■ **PROBLEM TO WORK ON**
Wherever a line in the records contains the word "ElementId", return that line.

[Saved entries]
==================================================

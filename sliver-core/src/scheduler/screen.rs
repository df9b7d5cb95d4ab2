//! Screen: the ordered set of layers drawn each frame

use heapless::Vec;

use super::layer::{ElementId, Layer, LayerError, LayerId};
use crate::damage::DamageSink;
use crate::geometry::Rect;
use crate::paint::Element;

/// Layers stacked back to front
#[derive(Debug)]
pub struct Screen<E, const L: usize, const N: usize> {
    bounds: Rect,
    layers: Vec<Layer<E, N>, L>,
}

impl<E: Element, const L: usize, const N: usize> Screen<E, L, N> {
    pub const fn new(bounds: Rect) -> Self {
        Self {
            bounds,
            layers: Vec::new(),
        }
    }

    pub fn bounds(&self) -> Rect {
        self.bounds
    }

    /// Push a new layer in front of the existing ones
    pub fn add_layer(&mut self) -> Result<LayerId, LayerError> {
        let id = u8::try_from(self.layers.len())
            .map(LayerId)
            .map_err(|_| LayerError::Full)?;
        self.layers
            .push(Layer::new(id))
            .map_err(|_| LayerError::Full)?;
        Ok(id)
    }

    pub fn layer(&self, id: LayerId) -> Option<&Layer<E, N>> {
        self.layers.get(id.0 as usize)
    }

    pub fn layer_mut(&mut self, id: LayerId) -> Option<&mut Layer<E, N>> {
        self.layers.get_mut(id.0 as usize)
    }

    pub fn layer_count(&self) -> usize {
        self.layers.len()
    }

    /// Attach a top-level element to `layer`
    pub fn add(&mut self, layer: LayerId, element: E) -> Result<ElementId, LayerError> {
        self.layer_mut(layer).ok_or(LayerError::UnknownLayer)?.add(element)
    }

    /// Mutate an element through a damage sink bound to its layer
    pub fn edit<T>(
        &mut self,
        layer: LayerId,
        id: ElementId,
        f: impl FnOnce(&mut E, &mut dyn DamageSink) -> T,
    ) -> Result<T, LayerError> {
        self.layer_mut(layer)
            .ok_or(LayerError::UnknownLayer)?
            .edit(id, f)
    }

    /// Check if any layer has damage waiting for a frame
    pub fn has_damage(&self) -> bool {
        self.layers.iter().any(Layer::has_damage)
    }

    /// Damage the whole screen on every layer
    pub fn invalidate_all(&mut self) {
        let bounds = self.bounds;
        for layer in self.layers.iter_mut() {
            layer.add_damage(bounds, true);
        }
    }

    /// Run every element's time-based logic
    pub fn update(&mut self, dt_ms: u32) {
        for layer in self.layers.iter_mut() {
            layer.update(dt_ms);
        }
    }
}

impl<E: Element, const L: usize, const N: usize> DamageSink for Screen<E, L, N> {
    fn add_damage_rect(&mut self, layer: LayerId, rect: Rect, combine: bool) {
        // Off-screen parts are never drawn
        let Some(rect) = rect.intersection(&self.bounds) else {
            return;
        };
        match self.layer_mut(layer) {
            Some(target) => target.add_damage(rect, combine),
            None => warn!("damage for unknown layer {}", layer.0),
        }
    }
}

==================================================

■ **RESULT**
use super::layer::{ElementId, Layer, LayerError, LayerId};
    pub fn add(&mut self, layer: LayerId, element: E) -> Result<ElementId, LayerError> {
        id: ElementId,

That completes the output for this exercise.